The schedule for the 12 hour Shanmuga Kavasam is as follows:
1st round – 8.00 a.m – 10.15 a.m 2nd round – 10.30 – 11.45 a.m
(POOJA)
3rd round – 12.45 p.m – 2.00pm 4th round – 2.15p.m – 3.30 p.m 5th round – 3.45 p.m – 5.00 p.m 6th round – 5.15 p.m – 6.30 p.m
Evening pooja 6.30 p.m to 7.30 p.m
Devotional songs 7.30 p.m to 8.00 p.m
‘Kanthan Paatham Kanavillum Thunai Seiyum’
______ A Note on The Shanmuga Kavasam:
Arulmigu Pamban Kumaragurudasa Swamigal, who lived in the recent past, was a scholar, saint and an illustrious devotee of Lord Muruga. The Shanmuga Kavasam is the foremost composition of Pamban Swamigal in 1891. It consists of 30 powerful, mystic hymns for the benefit of Humanity. These sacred verses invoke the perennial Grace of Our Lord Muruga and His Invincible Vel to protect, as an effective shield (Kavasam) the several parts of our Body and Mind from our foes, wild beasts, poisonous reptiles and insects, diseases of all kinds and from distress or trials at any time in our mundane existence. If they are recited with heart and soul, with full devotion to our Lord six times a day the results have been found to be marvelous.

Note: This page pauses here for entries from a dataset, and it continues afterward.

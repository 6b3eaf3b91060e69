//! Label-driven article parser.
//!
//! Article files are flat text where section markers ("Название", "Автор",
//! ...) sit on their own line and introduce the value on the next line:
//!
//! ```text
//! Название
//! Как спать лучше
//! Автор
//! Иван Иванов
//! Эксперт по сну
//! Заголовок
//! Почему сон важен
//! * Совет 1
//! * Совет 2
//! Источники
//! ВОЗ, 2020
//! ```
//!
//! Parsing never fails: malformed documents degrade to partial articles.

use super::slug::{normalize, slugify};
use super::types::{Article, ContentBlock};

/// Prefix that marks a bullet line
const BULLET_MARKER: &str = "* ";

/// Standalone marker meaning "body text follows"; skipped
const BODY_MARKER: &str = "текст";

/// Slug used when neither the title nor the file stem yields one
const FALLBACK_SLUG: &str = "article";

/// Section marker recognized on its own line
#[derive(Debug, Clone, Copy, PartialEq, Eq)]
pub enum Label {
    Title,
    Author,
    Category,
    Annotation,
    Heading,
    Subheading,
    Sources,
}

impl Label {
    /// Recognize a label line, ignoring case, whitespace, `ё`, BOMs and a trailing colon
    pub fn detect(line: &str) -> Option<Self> {
        let normalized = normalize(line);
        let key = normalized.strip_suffix(':').unwrap_or(&normalized).trim_end();

        match key {
            "название" => Some(Label::Title),
            "автор" => Some(Label::Author),
            "категория" => Some(Label::Category),
            "аннотация" => Some(Label::Annotation),
            "заголовок" => Some(Label::Heading),
            "подзаголовок" => Some(Label::Subheading),
            "источники" => Some(Label::Sources),
            _ => None,
        }
    }
}

fn is_body_marker(line: &str) -> bool {
    let normalized = normalize(line);
    normalized.strip_suffix(':').unwrap_or(&normalized).trim_end() == BODY_MARKER
}

/// Split raw text into trimmed, non-empty lines (CRs and BOMs removed)
pub fn split_lines(text: &str) -> Vec<&str> {
    text.split('\n')
        .map(|line| line.trim().trim_matches('\u{feff}').trim())
        .filter(|line| !line.is_empty())
        .collect()
}

/// Parse a document, falling back to `file_stem` for the title of an empty file.
pub fn parse_document(text: &str, file_stem: &str) -> Article {
    let cleaned = text.replace('\r', "");
    let lines = split_lines(&cleaned);
    let mut article = parse(&lines);

    if article.title.is_empty() {
        article.set_title(file_stem.trim());
    }

    if article.slug.is_empty() {
        let stem_slug = slugify(file_stem);
        article.slug = if stem_slug.is_empty() {
            FALLBACK_SLUG.to_string()
        } else {
            stem_slug
        };
    }

    article
}

/// Parse a sequence of non-empty lines into an article.
///
/// If no title label is present, the first line becomes the title.
pub fn parse(lines: &[&str]) -> Article {
    let mut parser = LineParser {
        lines,
        cursor: 0,
        article: Article::default(),
    };
    parser.run();

    let mut article = parser.article;
    if article.title.is_empty() {
        if let Some(first) = lines.first() {
            article.set_title(*first);
        }
    }
    article
}

struct LineParser<'a> {
    lines: &'a [&'a str],
    cursor: usize,
    article: Article,
}

impl<'a> LineParser<'a> {
    fn run(&mut self) {
        while let Some(line) = self.current() {
            match Label::detect(line) {
                Some(Label::Sources) => {
                    self.article.sources = self.lines[self.cursor + 1..]
                        .iter()
                        .map(|s| s.to_string())
                        .collect();
                    return;
                }
                Some(label) => self.consume_label(label),
                None if line.starts_with(BULLET_MARKER) => self.consume_bullets(),
                None if is_body_marker(line) => self.cursor += 1,
                None => {
                    self.article.content.push(ContentBlock::paragraph(line));
                    self.cursor += 1;
                }
            }
        }
    }

    fn current(&self) -> Option<&'a str> {
        self.lines.get(self.cursor).copied()
    }

    /// Step past the label line and take the value line, if any
    fn take_value(&mut self) -> Option<&'a str> {
        self.cursor += 1;
        let value = self.current()?;
        self.cursor += 1;
        Some(value)
    }

    fn consume_label(&mut self, label: Label) {
        let Some(value) = self.take_value() else {
            return;
        };

        match label {
            Label::Title => self.article.set_title(value),
            Label::Author => {
                self.article.author_name = value.to_string();
                if let Some(bio) = self.current() {
                    if !matches!(
                        Label::detect(bio),
                        Some(Label::Category) | Some(Label::Annotation)
                    ) {
                        self.article.author_bio = bio.to_string();
                        self.cursor += 1;
                    }
                }
            }
            Label::Category => self.article.category = value.to_string(),
            Label::Annotation => self.article.annotation = value.to_string(),
            Label::Heading => self.article.content.push(ContentBlock::heading(value)),
            Label::Subheading => self.article.content.push(ContentBlock::subheading(value)),
            // Handled by the caller; terminal
            Label::Sources => {}
        }
    }

    fn consume_bullets(&mut self) {
        let mut items = Vec::new();
        while let Some(item) = self
            .current()
            .and_then(|line| line.strip_prefix(BULLET_MARKER))
        {
            items.push(item.trim().to_string());
            self.cursor += 1;
        }
        self.article.content.push(ContentBlock::BulletList { items });
    }
}

#[cfg(test)]
mod tests {
    use super::*;

    const SAMPLE: &str = "Название\nКак спать лучше\nАвтор\nИван Иванов\nЭксперт по сну\n\
Категория\nСон\nАннотация\nКороткое описание\nЗаголовок\nПочему сон важен\n\
* Совет 1\n* Совет 2\nИсточники\nВОЗ, 2020";

    #[test]
    fn test_parse_sample_article() {
        let article = parse_document(SAMPLE, "sample");

        assert_eq!(article.title, "Как спать лучше");
        assert_eq!(article.slug, "kak-spat-luchshe");
        assert_eq!(article.image_alt, "Как спать лучше");
        assert_eq!(article.author_name, "Иван Иванов");
        assert_eq!(article.author_bio, "Эксперт по сну");
        assert_eq!(article.category, "Сон");
        assert_eq!(article.annotation, "Короткое описание");
        assert_eq!(
            article.content,
            vec![
                ContentBlock::heading("Почему сон важен"),
                ContentBlock::bullets(["Совет 1", "Совет 2"]),
            ]
        );
        assert_eq!(article.sources, vec!["ВОЗ, 2020"]);
        assert_eq!(article.image_url, "");
    }

    #[test]
    fn test_label_detection_is_lenient() {
        assert_eq!(Label::detect("Название"), Some(Label::Title));
        assert_eq!(Label::detect("  НАЗВАНИЕ:  "), Some(Label::Title));
        assert_eq!(Label::detect("\u{feff}Автор"), Some(Label::Author));
        assert_eq!(Label::detect("подзаголовок :"), Some(Label::Subheading));
        assert_eq!(Label::detect("Название статьи"), None);
        assert_eq!(Label::detect("Сон"), None);
    }

    #[test]
    fn test_author_without_bio_before_category() {
        let lines = ["Автор", "Мария", "Категория", "Питание"];
        let article = parse(&lines);

        assert_eq!(article.author_name, "Мария");
        assert_eq!(article.author_bio, "");
        assert_eq!(article.category, "Питание");
    }

    #[test]
    fn test_author_without_bio_before_annotation() {
        let lines = ["Автор", "Мария", "Аннотация:", "Кратко"];
        let article = parse(&lines);

        assert_eq!(article.author_bio, "");
        assert_eq!(article.annotation, "Кратко");
    }

    #[test]
    fn test_sources_are_terminal() {
        let lines = ["Название", "T", "Источники", "Первый", "Заголовок", "* пункт"];
        let article = parse(&lines);

        assert_eq!(article.sources, vec!["Первый", "Заголовок", "* пункт"]);
        assert!(article.content.is_empty());
    }

    #[test]
    fn test_bullets_collapse_into_one_block() {
        let lines = ["* a", "* b", "* c", "после", "* d"];
        let article = parse(&lines);

        assert_eq!(
            article.content,
            vec![
                ContentBlock::bullets(["a", "b", "c"]),
                ContentBlock::paragraph("после"),
                ContentBlock::bullets(["d"]),
            ]
        );
    }

    #[test]
    fn test_body_marker_is_skipped() {
        let lines = ["Название", "T", "Текст", "Первый абзац", "ТЕКСТ:", "Второй"];
        let article = parse(&lines);

        assert_eq!(
            article.content,
            vec![
                ContentBlock::paragraph("Первый абзац"),
                ContentBlock::paragraph("Второй"),
            ]
        );
    }

    #[test]
    fn test_missing_value_at_end() {
        let article = parse(&["Название", "Категория"]);
        // "Категория" is consumed as the title value; nothing follows
        assert_eq!(article.title, "Категория");
        assert_eq!(article.category, "");

        let article = parse(&["Просто текст", "Аннотация"]);
        assert_eq!(article.annotation, "");
        assert_eq!(article.title, "Просто текст");
    }

    #[test]
    fn test_title_falls_back_to_first_line() {
        let article = parse_document("Без меток\nВторая строка", "file");

        assert_eq!(article.title, "Без меток");
        assert_eq!(article.slug, "bez-metok");
        assert_eq!(
            article.content,
            vec![
                ContentBlock::paragraph("Без меток"),
                ContentBlock::paragraph("Вторая строка"),
            ]
        );
    }

    #[test]
    fn test_empty_document_uses_file_stem() {
        let article = parse_document("\r\n  \n\u{feff}\n", "Утренняя зарядка");

        assert_eq!(article.title, "Утренняя зарядка");
        assert_eq!(article.slug, "utrennyaya-zaryadka");
        assert_eq!(article.image_alt, "Утренняя зарядка");
    }

    #[test]
    fn test_slug_never_empty() {
        let article = parse_document("Название\n???", "!!!");
        assert_eq!(article.title, "???");
        assert_eq!(article.slug, "article");

        let article = parse_document("Название\n???", "zaryadka");
        assert_eq!(article.slug, "zaryadka");
    }

    #[test]
    fn test_crlf_input() {
        let article = parse_document("Название\r\nЗаголовок статьи\r\n\r\nАбзац\r\n", "x");
        assert_eq!(article.title, "Заголовок статьи");
        assert_eq!(article.content, vec![ContentBlock::paragraph("Абзац")]);
    }
}
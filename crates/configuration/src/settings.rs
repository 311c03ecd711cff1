use rust_decimal::Decimal;
use rust_decimal_macros::dec;
use serde::Deserialize;
use std::path::PathBuf;

/// The root configuration structure for the trader runner.
#[derive(Debug, Clone, Default, Deserialize)]
#[serde(default)]
pub struct Config {
    pub database: DatabaseConfig,
    pub logging: LoggingConfig,
    pub sandbox: SandboxConfig,
    pub exchanges: ExchangesConfig,
    pub events: EventsConfig,
}

/// Connection settings for the PostgreSQL storage service.
#[derive(Debug, Clone, Deserialize)]
#[serde(default)]
pub struct DatabaseConfig {
    /// Overridden by `DATABASE_URL` when that variable is set.
    pub url: String,
    pub max_connections: u32,
    pub acquire_timeout_secs: u64,
}

impl Default for DatabaseConfig {
    fn default() -> Self {
        Self {
            url: "postgres://localhost/traders".to_string(),
            max_connections: 10,
            acquire_timeout_secs: 5,
        }
    }
}

/// Diagnostic logging. `RUST_LOG` takes precedence over `level`.
#[derive(Debug, Clone, Deserialize)]
#[serde(default)]
pub struct LoggingConfig {
    pub level: String,
    /// When set, logs are also written to a daily rolling file in this directory.
    pub directory: Option<PathBuf>,
    pub file_prefix: String,
}

impl Default for LoggingConfig {
    fn default() -> Self {
        Self {
            level: "info".to_string(),
            directory: None,
            file_prefix: "runner.log".to_string(),
        }
    }
}

/// Limits applied to every script sandbox.
#[derive(Debug, Clone, Deserialize)]
#[serde(default)]
pub struct SandboxConfig {
    /// Maximum number of interpreter operations per run. 0 means unlimited.
    pub max_operations: u64,
    pub max_call_levels: usize,
    /// How often a sleeping script re-checks for a pending halt.
    pub sleep_slice_ms: u64,
}

impl Default for SandboxConfig {
    fn default() -> Self {
        Self {
            max_operations: 0,
            max_call_levels: 64,
            sleep_slice_ms: 50,
        }
    }
}

#[derive(Debug, Clone, Default, Deserialize)]
#[serde(default)]
pub struct ExchangesConfig {
    pub binance: BinanceConfig,
    pub paper: PaperConfig,
}

#[derive(Debug, Clone, Deserialize)]
#[serde(default)]
pub struct BinanceConfig {
    pub base_url: String,
    pub recv_window_ms: u64,
}

impl Default for BinanceConfig {
    fn default() -> Self {
        Self {
            base_url: "https://api.binance.com".to_string(),
            recv_window_ms: 5000,
        }
    }
}

/// Parameters for the in-memory paper exchange.
#[derive(Debug, Clone, Deserialize)]
#[serde(default)]
pub struct PaperConfig {
    pub quote_asset: String,
    pub initial_quote_balance: Decimal,
    /// 0.001 corresponds to 0.1%.
    pub fee_rate: Decimal,
}

impl Default for PaperConfig {
    fn default() -> Self {
        Self {
            quote_asset: "USDT".to_string(),
            initial_quote_balance: dec!(10000),
            fee_rate: dec!(0.001),
        }
    }
}

/// Settings for the trader event stream.
#[derive(Debug, Clone, Deserialize)]
#[serde(default)]
pub struct EventsConfig {
    pub channel_capacity: usize,
    /// Persist every trader event to the `trader_logs` table.
    pub persist: bool,
}

impl Default for EventsConfig {
    fn default() -> Self {
        Self {
            channel_capacity: 1024,
            persist: false,
        }
    }
}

This is an attempt to resume the tradition initiated by Smt. Vijayalakshmi in 1994 and thereafter conducted annually at her residence until her untimely demise in 2009. Smt. Vijayalakshmi was a devout baktha of Lord Murugan. Her devotion to Lord Murugan deepened when she came under the grace of the great sage and saint, His Holiness Kirupanantha Variyar, whom she accompanied (on the violin) on his Katha Kalashebams throughout the country and Singapore, in the 1960s. His lasting legacy to her was the gift of Pamban Swamigal’s Shanmuga Kavasam. In the early 1990s her desire to impart the benefits of reciting the Kavasam deepened and having already set the melody for the 30 verses, she began to teach this to her students. Commencing with regular monthly recitals at temples and well aware of the efficacy and power of the 30 verses of the Kavasam repeated 6 times, the urge to initiate a continuous 12-hour recital (6 rounds of 6 repetitions) took root culminating in the first of such events in 1994.